Le machisme ne passera pas !

« Un jour, j’ai réalisé que Dom Juan n’était pas vraiment la pièce que j’avais envie de mettre en scène. Mais, comme un sursaut créatif, l’idée d’adapter Don Quichotte m’est apparue (…) l’intuition était là. » (Irina Brook)

Parfois, il est inutile de commenter. Et puis, on ne peut pas s’en empêcher. Au cours de l’interview parue dans le JDD du 12 avril, l’artiste s’explique : en relisant Dom Juan, elle s’est aperçue que la pièce « ne montrait que des femmes qui souffraient ». Et ça, c’est pas possible. Les femmes qui souffrent : critère suprême. Exit Dom Juan.

Il y a encore quelques années, on montait Dom Juan justement pour en souligner la nature abjecte, la noirceur, pour le renvoyer au banc des accusées de l’histoire de l’oppression féminine (entre autres). Le grand seigneur méchant homme était caricaturé, grossi, mais au moins il existait. Autrement dit le passé existait encore, il servait même de repoussoir : voyez comme cet affreux bonhomme incarne la bassesse, le machisme, l’injustice des siècles passés ! Voyez, public, cet affreux mâle méprisant, sur de lui et dominateur du passé, voyez d’où nous revenons ! Ainsi Ariane Mnouchkine nous avait-elle dépeint Molière et son temps : époque barbare, où régnaient le manque d’hygiène, le machisme, l’injustice sociale, et où ce sublime jeune homme, mi-Jésus mi-Cat Stevens, se rebellait contre le « système » avant de devenir lui même un affreux jojo tyrannique et jaloux… La vision était controversée, gauchie, mais – outre l’interprétation magnifique des acteurs et la beauté des images – elle avait le mérite d’exister… Molière, Dom Juan, même combat : affreux certes, mais vivants.

Un pas vient d’être franchi : Dom Juan ne devrait pas avoir existé. On ne peut pas mettre en scène une pièce qui montre autant de femmes qui souffrent. Exit l’histoire ! (Don Quichotte, lui, ne fait souffrir personne, c’est un héros sympa : il est poétique, presque victime de ses rêves, il souffre, mais c’est un homme, et puis comme c’est un roman, on y choisit ce qu’on veut…)

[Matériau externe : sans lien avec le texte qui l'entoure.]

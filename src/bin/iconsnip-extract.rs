use std::error::Error;

use clap::Parser;
use iconsnip::{args::ExtractArgs, logger, mask::MaskSet, pipeline::Pipeline};

fn main() {
    if let Err(e) = real_main() {
        iconsnip::log!("error"; "{e}");
        std::process::exit(1);
    }
}

fn real_main() -> Result<(), Box<dyn Error>> {
    let args = ExtractArgs::parse();
    logger::set_verbose(args.verbose);

    let config = args.config()?;
    let masks = MaskSet::load(&args.small_mask, &args.large_mask)?;
    let mut pipeline = Pipeline::new(config, masks);
    if let Some(background) = &args.background {
        pipeline = pipeline.load_backdrop(background)?;
    }
    pipeline.execute(&args.screenshot, &args.out, args.debug_dir.as_deref())?;
    Ok(())
}
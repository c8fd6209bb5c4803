//! Cuts the reference icon shape out of a square candidate crop.

use image::imageops::{self, FilterType};
use image::{DynamicImage, GrayImage, Luma, RgbaImage};

use crate::config::ExtractorConfig;
use crate::error::{ErrorKind, IconError};
use crate::geometry::SizeClass;
use crate::icon_err;
use crate::mask::Mask;

#[derive(Debug, Clone, Default)]
pub struct Extractor {
    config: ExtractorConfig,
}

impl Extractor {
    pub fn new(config: ExtractorConfig) -> Self {
        Self { config }
    }

    /// Side of the final icon for the given size class
    pub fn output_side(&self, size_class: SizeClass) -> u32 {
        match size_class {
            SizeClass::Small => self.config.small_output,
            SizeClass::Large => self.config.large_output,
        }
    }

    /// Produces an RGBA icon of exactly [`Extractor::output_side`] pixels square.
    ///
    /// Pixels outside the mask get alpha 0, pixels inside keep both their color and
    /// whatever alpha the candidate already had. Colors outside the mask are not cleared.
    pub fn extract(
        &self,
        candidate: &DynamicImage,
        size_class: SizeClass,
        mask: &Mask,
    ) -> Result<RgbaImage, IconError> {
        let mask_side = mask.side();
        let side = candidate.width().min(candidate.height());
        if side < mask_side {
            return Err(icon_err!(
                ErrorKind::UndersizedCandidate,
                "{}x{} candidate is smaller than the {}x{} {size_class} mask",
                candidate.width(),
                candidate.height(),
                mask_side,
                mask_side
            ));
        }

        // detector crops are already square, other callers may pass anything
        let square = candidate
            .crop_imm(
                (candidate.width() - side) / 2,
                (candidate.height() - side) / 2,
                side,
                side,
            )
            .to_rgba8();

        let mut shape = if side == mask_side {
            square
        } else {
            // Triangle widens with the scale factor on downscaling,
            // so every source pixel contributes to the result
            imageops::resize(&square, mask_side, mask_side, FilterType::Triangle)
        };
        apply_mask(&mut shape, mask);

        Ok(upscale(&shape, self.output_side(size_class)))
    }
}

/// Combines the mask with any alpha the image already has; the more transparent value wins
fn apply_mask(image: &mut RgbaImage, mask: &Mask) {
    for (x, y, pixel) in image.enumerate_pixels_mut() {
        if !mask.is_inside(x, y) {
            pixel[3] = 0;
        }
    }
}

/// Smooth scaling for color and nearest-neighbor scaling for alpha,
/// so that the silhouette edge stays crisp without a semi-transparent fringe.
fn upscale(image: &RgbaImage, side: u32) -> RgbaImage {
    if image.width() == side && image.height() == side {
        return image.clone();
    }
    let alpha = GrayImage::from_fn(image.width(), image.height(), |x, y| {
        Luma([image.get_pixel(x, y)[3]])
    });
    let alpha = imageops::resize(&alpha, side, side, FilterType::Nearest);

    let mut opaque = image.clone();
    for pixel in opaque.pixels_mut() {
        // hidden colors still feed the filter at the silhouette edge,
        // which is better than blending towards black
        pixel[3] = u8::MAX;
    }
    let mut result = imageops::resize(&opaque, side, side, FilterType::CatmullRom);
    for (pixel, a) in result.pixels_mut().zip(alpha.pixels()) {
        pixel[3] = a[0];
    }
    result
}

#[cfg(test)]
mod tests {
    use super::*;
    use crate::mask::MaskSet;
    use image::{Rgba, RgbImage};
    use parameterized::parameterized;

    fn solid(width: u32, height: u32) -> DynamicImage {
        DynamicImage::ImageRgb8(RgbImage::from_pixel(width, height, image::Rgb([30, 120, 200])))
    }

    #[parameterized(
        input = { (69, 69), (86, 86), (152, 152), (300, 200), (124, 124), (180, 130), (500, 500) },
        size_class = {
            SizeClass::Small, SizeClass::Small, SizeClass::Small, SizeClass::Small,
            SizeClass::Large, SizeClass::Large, SizeClass::Large
        },
        expected = { 86, 86, 86, 86, 157, 157, 157 }
    )]
    fn output_has_canonical_size(input: (u32, u32), size_class: SizeClass, expected: u32) {
        let masks = MaskSet::rounded();
        let icon = Extractor::default()
            .extract(&solid(input.0, input.1), size_class, masks.for_class(size_class))
            .unwrap();
        assert_eq!(icon.dimensions(), (expected, expected));
    }

    #[test]
    fn undersized_candidate_is_reported() {
        let masks = MaskSet::rounded();
        let err = Extractor::default()
            .extract(&solid(120, 200), SizeClass::Large, masks.for_class(SizeClass::Large))
            .unwrap_err();
        assert_eq!(err.kind, ErrorKind::UndersizedCandidate);
        assert!(!err.is_fatal());
    }

    #[test]
    fn outside_of_mask_is_transparent_and_inside_keeps_color() {
        let masks = MaskSet::rounded();
        let icon = Extractor::default()
            .extract(&solid(69, 69), SizeClass::Small, masks.for_class(SizeClass::Small))
            .unwrap();
        assert_eq!(icon.get_pixel(0, 0)[3], 0);
        assert_eq!(icon.get_pixel(85, 85)[3], 0);
        assert_eq!(*icon.get_pixel(43, 43), Rgba([30, 120, 200, 255]));
    }

    #[test]
    fn alpha_is_never_semi_transparent() {
        let masks = MaskSet::rounded();
        let icon = Extractor::default()
            .extract(&solid(200, 200), SizeClass::Large, masks.for_class(SizeClass::Large))
            .unwrap();
        assert!(icon.pixels().all(|p| p[3] == 0 || p[3] == 255));
    }

    #[test]
    fn existing_transparency_survives_masking() {
        let mut candidate = RgbaImage::from_pixel(69, 69, Rgba([200, 10, 10, 255]));
        candidate.put_pixel(34, 34, Rgba([200, 10, 10, 0]));
        let mask = Mask::rounded_square(69, 0);
        let extractor = Extractor::new(ExtractorConfig {
            small_output: 69,
            large_output: 124,
        });
        let icon = extractor
            .extract(&DynamicImage::ImageRgba8(candidate), SizeClass::Small, &mask)
            .unwrap();
        assert_eq!(icon.get_pixel(34, 34)[3], 0);
        assert_eq!(icon.get_pixel(33, 34)[3], 255);
    }
}
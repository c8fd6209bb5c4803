//! Finds icon-shaped regions in a screenshot.
//!
//! The screenshot is reduced to a binary edge map (Sobel gradient magnitude above a
//! threshold, with small gaps closed), the outermost contours of that map are traced,
//! and their bounding boxes are filtered by area and aspect ratio. Duplicate
//! detections of the same icon are suppressed greedily, biggest box first.

use image::{DynamicImage, GrayImage, Luma};
use imageproc::contours::{find_contours, BorderType};
use imageproc::distance_transform::Norm;

use crate::config::{DetectorConfig, SizeSplit};
use crate::decode::ensure_not_empty;
use crate::error::{ErrorKind, IconError};
use crate::geometry::{sort_reading_order, BoundingBox, SizeClass};
use crate::debug;

/// Boxes must be at least this much bigger than the next smaller one
/// before [`SizeSplit::Auto`] puts them in the large class.
const AUTO_SPLIT_MIN_RATIO: f64 = 1.5;

const EDGE: Luma<u8> = Luma([255]);

/// One likely icon location.
#[derive(Debug, Clone, Copy, PartialEq, Eq)]
pub struct Candidate {
    /// Bounding box of the traced contour
    pub bounds: BoundingBox,
    /// Square region to cut out of the screenshot, always inside the image
    pub crop: BoundingBox,
    pub size_class: SizeClass,
}

/// Candidates of one screenshot in reading order. No two `bounds` overlap by more
/// than the configured IoU threshold.
pub type CandidateSet = Vec<Candidate>;

#[derive(Debug, Clone, Default)]
pub struct Detector {
    config: DetectorConfig,
}

impl Detector {
    pub fn new(config: DetectorConfig) -> Self {
        Self { config }
    }

    /// An empty result is not an error; it is up to the caller to decide what it means.
    pub fn detect(&self, screenshot: &DynamicImage) -> Result<CandidateSet, IconError> {
        ensure_not_empty(screenshot, ErrorKind::InvalidInput)?;
        let (width, height) = (screenshot.width(), screenshot.height());

        let edges = self.edge_map(&screenshot.to_luma8());
        let boxes = self.contour_boxes(&edges);
        debug!("detect"; "{} contours passed the shape filters", boxes.len());

        let boxes = remove_overlaps(boxes, self.config.overlap_threshold);
        debug!("detect"; "{} boxes left after overlap removal", boxes.len());

        let split = split_area(&boxes, self.config.size_split);
        let mut candidates: CandidateSet = boxes
            .into_iter()
            .filter_map(|bounds| {
                let square = bounds.centered_square();
                let inside = square.inside_fraction(width, height);
                if inside < self.config.min_inside_fraction {
                    debug!("detect"; "dropping {bounds}: only {:.0}% inside the screenshot", inside * 100.0);
                    return None;
                }
                let size_class = match split {
                    Some(threshold) if bounds.area() > threshold => SizeClass::Large,
                    _ => SizeClass::Small,
                };
                Some(Candidate {
                    bounds,
                    crop: square
                        .padded(self.config.crop_margin)
                        .shift_inside(width, height),
                    size_class,
                })
            })
            .collect();

        sort_reading_order(&mut candidates, |c| c.bounds);
        Ok(candidates)
    }

    /// Binary map with 255 wherever the gradient magnitude reaches the edge threshold
    pub fn edge_map(&self, gray: &GrayImage) -> GrayImage {
        let gradients = imageproc::gradients::sobel_gradients(gray);
        let threshold = self.config.edge_threshold;
        let mut edges = GrayImage::new(gray.width(), gray.height());
        for (x, y, magnitude) in gradients.enumerate_pixels() {
            if magnitude[0] >= threshold {
                edges.put_pixel(x, y, EDGE);
            }
        }
        // bridge one-pixel breaks in the outline, e.g. from JPEG artifacts
        imageproc::morphology::close(&edges, Norm::LInf, 1)
    }

    /// Bounding boxes of the outermost contours that look like icons
    fn contour_boxes(&self, edges: &GrayImage) -> Vec<BoundingBox> {
        find_contours::<i32>(edges)
            .into_iter()
            // icon artwork produces contours nested inside the icon outline, skip them
            .filter(|contour| contour.border_type == BorderType::Outer && contour.parent.is_none())
            .filter_map(|contour| {
                BoundingBox::enclosing(
                    contour
                        .points
                        .iter()
                        .map(|p| (p.x.max(0) as u32, p.y.max(0) as u32)),
                )
            })
            .filter(|b| self.accepts(b))
            .collect()
    }

    /// Area, aspect ratio and minimum side filters
    pub fn accepts(&self, b: &BoundingBox) -> bool {
        let c = &self.config;
        let area = b.area();
        let aspect = b.aspect_ratio();
        area >= u64::from(c.min_area)
            && area <= u64::from(c.max_area)
            && aspect >= c.aspect_min
            && aspect <= c.aspect_max
            && b.width > c.min_side
            && b.height > c.min_side
    }
}

/// Greedy duplicate suppression: boxes are visited from the largest area down,
/// and a box is kept only if its IoU with every box kept so far is at most `threshold`.
pub fn remove_overlaps(mut boxes: Vec<BoundingBox>, threshold: f64) -> Vec<BoundingBox> {
    // position breaks ties so that the result does not depend on contour tracing order
    boxes.sort_by(|a, b| {
        b.area()
            .cmp(&a.area())
            .then_with(|| (a.y, a.x).cmp(&(b.y, b.x)))
    });
    let mut kept: Vec<BoundingBox> = Vec::with_capacity(boxes.len());
    for b in boxes {
        if kept.iter().all(|k| k.iou(&b) <= threshold) {
            kept.push(b);
        }
    }
    kept
}

/// Area above which a box is large, or `None` if every box is small
fn split_area(boxes: &[BoundingBox], split: SizeSplit) -> Option<u64> {
    match split {
        SizeSplit::Area(area) => Some(u64::from(area)),
        SizeSplit::Auto => {
            let mut areas: Vec<u64> = boxes.iter().map(|b| b.area()).collect();
            areas.sort_unstable();
            areas
                .windows(2)
                .filter(|pair| pair[0] > 0)
                .map(|pair| (pair[0], pair[1] as f64 / pair[0] as f64))
                .fold(None, |best: Option<(u64, f64)>, (area, ratio)| match best {
                    Some((_, best_ratio)) if best_ratio >= ratio => best,
                    _ => Some((area, ratio)),
                })
                .filter(|&(_, ratio)| ratio >= AUTO_SPLIT_MIN_RATIO)
                .map(|(area, _)| area)
        }
    }
}

/// Area range that usually works for a screenshot of the given resolution
pub fn suggested_area_range(width: u32, height: u32) -> (u32, u32) {
    let pixels = u64::from(width) * u64::from(height);
    if pixels > 2_000_000 {
        (1500, 60000)
    } else if pixels > 1_000_000 {
        (1000, 40000)
    } else {
        (500, 20000)
    }
}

Il est vrai que cette pièce, la plus énigmatique de son auteur, présente un redoutable défi : Molière (l’affreux machiste qui empêcha Armande Béjart de s’épanouir et la quitta pour sa nièce) refuse de prendre véritablement parti. Boulevard de liberté pour le metteur en scène… et occasion en or, maintes fois exploitée. Dom Juan n’est pas un caractère lisible, et c’est précisément cette opacité qui rend le texte mystérieux, inclassable, étrange. En tout état de cause, au cours de la pièce, toutes ses tentatives de séduction échouent ! Charlotte lui échappe, Elvire le sermonne, son père le renie, il ne séduit aucune proie et, même face au mendiant refusant de nier sa foi, il doit baisser les armes… ainsi va-t-il d’échec en échec, jusqu’à sa mort. Nuance, donc.

Quand bien même Dom Juan serait le mal absolu, faut-il cesser de le représenter pour qu’il cesse d’exister ? Comment va-t-on éduquer les jeunes filles ? Exit Barbe bleue et Valmont, bientôt. Faudrait pas donner des mauvaises idées aux garçons…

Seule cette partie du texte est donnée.